Une vielle et belle époque
Sais-tu quelles merveilleuses époques il y avait avant que tu naisses?
Une de ces époques était le Moyen Âge, une vieille et
chevaleresque époque. Alors, je vais te parler de trois sujets du Moyen
Âge : les châteaux, les armes et les métiers.
Les châteaux :
Au Moyen Âge, les premiers châteaux ont été faits
en bois érigés sur une butte et entourés d’un profond
fossé. Avec le temps, les seigneurs ont voulu améliorer les
châteaux avec les taxes payées par leurs vassaux. Les
châteaux de pierre ont pris 20 ans de construction. Ils étaient
mieux fortifiés et entourés d’un profond fossé.
Les armes :
Au Moyen Âge, les armes étaient populaires. L’arc
était l’arme la plus facile à fabriquer mais les seigneurs
demandaient beaucoup de pratique pour pouvoir combattre avec cette arme.
Ensuite, il y avait le bouclier qui était l’arme qui
protégeait le mieux. Les premiers étaient faits en bois
qu’on devait tenir à deux mains. Ensuite, ils ont
évolué pour que les guerriers puissent les tenir à une main
et ils sont devenus en fer.
Les métiers :
Au Moyen Âge, il y avait plein de métiers. Par exemple, le
métier de forgeron qui consistait à fabriquer des choses de
métal. Il y avait aussi le métier de tisserand qui consistait
à filer et à tisser ce que les paysans et les marchands portaient.
Puis il en avait plein d’autres!
On remarque qu’aucune idée provenant du temps 1 n’a
été retenue, ce qui suggère que l’élève
a pris une distance par rapport à ses idées initiales
spontanées. Par ailleurs, la provenance des autres idées n’a
pu être identifiée, ce qui laisse supposer que les
élèves ont poursuivi leur recherche d’idées pendant
la phase de rédaction du texte individuel.

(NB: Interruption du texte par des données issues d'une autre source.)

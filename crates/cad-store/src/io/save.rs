//! Hierarchy saving.

use std::fs::{self, File};
use std::io::Write;
use std::path::{Path, PathBuf};

use cad_model::Hierarchy;

use crate::error::{Result, StoreError};
use crate::layout::StoreLayout;
use crate::record::ContainerRecord;

/// Outcome of a successful save.
#[derive(Debug, Clone, PartialEq, Eq)]
pub struct SaveSummary {
    pub folder: PathBuf,
    pub files_written: usize,
}

/// Writes one record file per container into `folder`.
///
/// Existing files for the same containers are replaced; files for containers
/// not in the hierarchy are left alone.
pub fn save_hierarchy(
    layout: &StoreLayout,
    folder: &Path,
    hierarchy: &Hierarchy,
) -> Result<SaveSummary> {
    fs::create_dir_all(folder).map_err(|e| StoreError::Io {
        operation: "create directory",
        path: folder.to_path_buf(),
        source: e,
    })?;

    let mut files_written = 0;
    for container in hierarchy.containers() {
        let record = ContainerRecord::from_container(container);
        let bytes =
            serde_json::to_vec_pretty(&record).map_err(|e| StoreError::Serialization {
                container: container.name.clone(),
                source: e,
            })?;
        let path = layout.record_path(folder, &container.name);
        write_atomic(&path, &bytes, &layout.extension)?;
        files_written += 1;
    }

    tracing::info!(
        folder = %folder.display(),
        files = files_written,
        "Saved layer settings"
    );
    Ok(SaveSummary {
        folder: folder.to_path_buf(),
        files_written,
    })
}

/// Temp file + rename so a crash never leaves a truncated record behind.
fn write_atomic(path: &Path, bytes: &[u8], extension: &str) -> Result<()> {
    let temp_path = path.with_extension(format!("{extension}.tmp"));

    let mut file = File::create(&temp_path).map_err(|e| StoreError::Io {
        operation: "create",
        path: temp_path.clone(),
        source: e,
    })?;

    file.write_all(bytes).map_err(|e| StoreError::Io {
        operation: "write",
        path: temp_path.clone(),
        source: e,
    })?;

    file.sync_all().map_err(|e| StoreError::Io {
        operation: "sync",
        path: temp_path.clone(),
        source: e,
    })?;

    fs::rename(&temp_path, path).map_err(|e| StoreError::AtomicWriteFailed {
        temp_path: temp_path.clone(),
        target_path: path.to_path_buf(),
        source: e,
    })?;

    tracing::debug!("Wrote {}", path.display());
    Ok(())
}
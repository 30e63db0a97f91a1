//! Copying edits made on filtered copies back to the canonical hierarchy.

use cad_model::{Container, Hierarchy};

/// Copies the mutable state of every container and sub-item in `edited`
/// onto the canonical entity with the same `external_id`. Entities with no
/// canonical counterpart are ignored. Returns the number of entities updated.
pub fn sync_to_canonical(canonical: &mut Hierarchy, edited: &[Container]) -> usize {
    let mut updated = 0;
    for source in edited {
        let Some(target) = canonical.container_mut(source.external_id) else {
            tracing::debug!(container = %source.name, "no canonical container to sync");
            continue;
        };
        target.visible = source.visible;
        target.halftone = source.halftone;
        target.overrides.clone_from(&source.overrides);
        target.selected = source.selected;
        target.expanded = source.expanded;
        updated += 1;

        for sub in &source.sub_items {
            if let Some(target_sub) = target.sub_item_mut(sub.external_id) {
                target_sub.visible = sub.visible;
                target_sub.overrides.clone_from(&sub.overrides);
                target_sub.selected = sub.selected;
                updated += 1;
            }
        }
    }
    updated
}

#[cfg(test)]
mod tests {
    use super::*;
    use crate::filter::filter;
    use cad_model::{ExternalId, SubItem};

    #[test]
    fn edits_on_partial_copy_reach_canonical() {
        let mut canonical = Hierarchy::new(vec![
            Container::new(ExternalId::from_raw(1), "Site").with_sub_items([
                SubItem::new(ExternalId::from_raw(10), "Grid"),
                SubItem::new(ExternalId::from_raw(11), "Walls"),
            ]),
        ]);
        let mut filtered = filter(canonical.containers(), "grid").into_owned();
        filtered[0].sub_items[0].visible = false;
        filtered[0].sub_items[0].selected = true;

        let updated = sync_to_canonical(&mut canonical, &filtered);
        assert_eq!(updated, 2);
        let site = canonical.container(ExternalId::from_raw(1)).unwrap();
        assert!(!site.sub_item(ExternalId::from_raw(10)).unwrap().visible);
        assert!(site.sub_item(ExternalId::from_raw(10)).unwrap().selected);
        assert_eq!(site.sub_items.len(), 2);
        assert!(site.sub_item(ExternalId::from_raw(11)).unwrap().visible);
    }
}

Enfin, des idées différentes de celles élaborées
sur le Knowledge Forum ont été repérées dans
les textes individuels. Il a toutefois été difficile
d’identifier leur provenance. La nature du contenu suggère que ces
idées proviendraient de ressources documentaires.
5. Discussion
Les résultats de cette étude mettent
en lumière l’importance des interventions enseignantes en regard de
la planification réfléchie mais flexible et de la mise en
œuvre d’une situation d’écriture voulant amener les
élèves à prendre part à une écriture plus
itérative. Les interventions ont tiré profit du design de
l’outil technologique retenu. Il n’est pas évident de
distinguer précisément les situations où les enseignantes
ont instrumentalisé le forum électronique de celles où les
affordances de ce dernier ont instrumenté les pratiques.

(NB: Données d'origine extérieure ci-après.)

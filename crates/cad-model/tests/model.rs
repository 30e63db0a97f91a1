use cad_model::{
    Container, EntityKey, EntityKind, EntityRef, ExternalId, Hierarchy, LineWeight,
    OverrideSet, Rgb, SubItem,
};
use proptest::prelude::*;

fn id(raw: u64) -> ExternalId {
    ExternalId::from_raw(raw)
}

fn sample() -> Hierarchy {
    Hierarchy::new(vec![
        Container::new(id(1), "Site Plan").with_sub_items([
            SubItem::new(id(11), "Grid"),
            SubItem::new(id(10), "0"),
        ]),
        Container::new(id(2), "floor plan").with_sub_items([
            SubItem::new(id(21), "Doors"),
            SubItem::new(id(20), "0"),
        ]),
    ])
}

#[test]
fn hierarchy_sorts_containers_and_sub_items() {
    let hierarchy = sample();
    let names: Vec<_> = hierarchy.containers().iter().map(|c| c.name.as_str()).collect();
    assert_eq!(names, vec!["floor plan", "Site Plan"]);
    let site = hierarchy.container(id(1)).unwrap();
    let layers: Vec<_> = site.sub_items.iter().map(|s| s.name.as_str()).collect();
    assert_eq!(layers, vec!["0", "Grid"]);
}

#[test]
fn duplicate_sub_item_names_are_dropped() {
    let container = Container::new(id(1), "A").with_sub_items([
        SubItem::new(id(2), "Walls"),
        SubItem::new(id(3), "WALLS"),
        SubItem::new(id(4), "Ｗａｌｌｓ"),
    ]);
    assert_eq!(container.sub_items.len(), 1);
    assert_eq!(container.sub_items[0].external_id, id(2));

    let mut container = container;
    assert!(!container.push_sub_item(SubItem::new(id(5), "walls")));
    assert!(container.push_sub_item(SubItem::new(id(6), "Windows")));
}

#[test]
fn entity_lookup_is_kind_tagged() {
    let hierarchy = sample();
    match hierarchy.entity(EntityKey::SubItem(id(21))) {
        Some(EntityRef::SubItem(sub_item)) => assert_eq!(sub_item.name, "Doors"),
        other => panic!("unexpected lookup result: {other:?}"),
    }
    assert!(hierarchy.entity(EntityKey::Container(id(21))).is_none());
    let (owner, _) = hierarchy.sub_item(id(21)).unwrap();
    assert_eq!(owner.external_id, id(2));
}

#[test]
fn selection_helpers_respect_kind() {
    let mut hierarchy = sample();
    hierarchy.set_selected(EntityKey::Container(id(1)), true);
    hierarchy.set_selected(EntityKey::SubItem(id(20)), true);
    assert_eq!(
        hierarchy.selected_keys(EntityKind::Container),
        vec![EntityKey::Container(id(1))]
    );
    hierarchy.clear_selection_of(EntityKind::Container);
    assert!(hierarchy.selected_keys(EntityKind::Container).is_empty());
    assert_eq!(
        hierarchy.selected_keys(EntityKind::SubItem),
        vec![EntityKey::SubItem(id(20))]
    );
}

#[test]
fn override_set_serializes_absent_fields_as_null() {
    let set = OverrideSet::default()
        .with_color(Rgb::new(255, 0, 0))
        .with_line_weight(LineWeight::new(3).unwrap());
    let json = serde_json::to_value(&set).unwrap();
    assert_eq!(json["color"], "#FF0000");
    assert_eq!(json["linePattern"], serde_json::Value::Null);
    assert_eq!(json["lineWeight"], 3);
}

proptest! {
    #[test]
    fn rgb_hex_round_trips(r in any::<u8>(), g in any::<u8>(), b in any::<u8>()) {
        let rgb = Rgb::new(r, g, b);
        prop_assert_eq!(Rgb::parse_hex(&rgb.to_hex()).unwrap(), rgb);
    }
}
//! Search filtering of the container list.

use std::borrow::Cow;

use cad_model::{Container, name_contains_key, name_key};

/// Derives the filtered container list for `query`.
///
/// A blank query borrows `containers` as-is. Otherwise every returned
/// container is an owned copy: containers whose own name matches keep all
/// their sub-items, containers matched only through sub-items keep just the
/// matching ones. Identity (`external_id`) is preserved so edits can be
/// synchronized back with [`crate::sync::sync_to_canonical`].
pub fn filter<'a>(containers: &'a [Container], query: &str) -> Cow<'a, [Container]> {
    let query = query.trim();
    if query.is_empty() {
        return Cow::Borrowed(containers);
    }
    let key = name_key(query);

    let filtered = containers
        .iter()
        .filter_map(|container| {
            if name_contains_key(&container.name, &key) {
                return Some(container.clone());
            }
            let matching: Vec<_> = container
                .sub_items
                .iter()
                .filter(|s| name_contains_key(&s.name, &key))
                .cloned()
                .collect();
            if matching.is_empty() {
                return None;
            }
            Some(Container {
                name: container.name.clone(),
                visible: container.visible,
                halftone: container.halftone,
                overrides: container.overrides.clone(),
                sub_items: matching,
                selected: container.selected,
                expanded: container.expanded,
                external_id: container.external_id,
            })
        })
        .collect::<Vec<_>>();
    Cow::Owned(filtered)
}

#[cfg(test)]
mod tests {
    use super::*;
    use cad_model::{ExternalId, Hierarchy, SubItem};

    fn plans() -> Hierarchy {
        Hierarchy::new(vec![
            Container::new(ExternalId::from_raw(1), "Site Plan").with_sub_items([
                SubItem::new(ExternalId::from_raw(10), "0"),
                SubItem::new(ExternalId::from_raw(11), "Grid"),
            ]),
            Container::new(ExternalId::from_raw(2), "Floor Plan").with_sub_items([
                SubItem::new(ExternalId::from_raw(20), "0"),
                SubItem::new(ExternalId::from_raw(21), "Doors"),
            ]),
        ])
    }

    #[test]
    fn blank_query_borrows_the_input() {
        let hierarchy = plans();
        for query in ["", "   ", "\t"] {
            let result = filter(hierarchy.containers(), query);
            assert!(matches!(result, Cow::Borrowed(_)));
            assert!(std::ptr::eq(result.as_ref(), hierarchy.containers()));
        }
    }

    #[test]
    fn sub_item_match_keeps_only_matching_sub_items() {
        let hierarchy = plans();
        let result = filter(hierarchy.containers(), "grid");
        assert_eq!(result.len(), 1);
        assert_eq!(result[0].name, "Site Plan");
        let names: Vec<_> = result[0].sub_items.iter().map(|s| s.name.as_str()).collect();
        assert_eq!(names, vec!["Grid"]);
    }

    #[test]
    fn container_match_keeps_all_sub_items() {
        let hierarchy = plans();
        let result = filter(hierarchy.containers(), "FLOOR");
        assert_eq!(result.len(), 1);
        assert_eq!(result[0].sub_items.len(), 2);
    }

    #[test]
    fn full_width_query_matches() {
        let hierarchy = plans();
        let result = filter(hierarchy.containers(), "ＤＯＯＲ");
        assert_eq!(result.len(), 1);
        assert_eq!(result[0].name, "Floor Plan");
    }

    #[test]
    fn shared_sub_item_name_matches_both() {
        let hierarchy = plans();
        let result = filter(hierarchy.containers(), " 0 ");
        assert_eq!(result.len(), 2);
        assert!(result.iter().all(|c| c.sub_items.len() == 1));
    }
}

Néanmoins, la situation d’écriture étudiée met
en lumière la complémentarité productive et souhaitable qui
peut s’instaurer entre la pédagogie et la technologie (Hattie, 2009), (Scardamalia et Bereiter, 1996) lorsqu’un savoir pratique avéré se combine à
l’utilisation d’une technologie qui s’appuie sur un rationnel
théorique sous-jacent à sa conception. Cela interpelle un enjeu
pédagogique important, celui de l’atteinte d’un
équilibre entre la guidance offerte et la responsabilisation progressive
des élèves.
En ce qui a trait aux processus et aux stratégies
d’écriture, lorsqu’on positionne l’usage
effectué du forum électronique à travers l’ensemble
de la situation d’écriture, on remarque que cette utilisation
s’est avérée un soutien majeur à la planification de
l’écriture du texte informatif individuel. Le travail
effectué sur le Knowledge Forum a non seulement permis
d’identifier des thématiques potentielles à traiter dans le
texte individuel, mais aussi d’approfondir des idées à y
insérer. Il s’agit d’aspects de l’écriture avec
lesquels les élèves éprouvent généralement de
la difficulté et qui font en sorte qu’ils ont tendance à
adopter une stratégie de récitation de connaissances (Bereiter et Scardamalia, 1987).
Il apparait qu’une dimension transformative de l’écriture
– principalement sur le plan des contenus – a pu prendre forme et
qu’elle a été soutenue par cinq principaux
éléments : a) l’ancrage de l’écriture
à travers une situation de compréhension collective ; b)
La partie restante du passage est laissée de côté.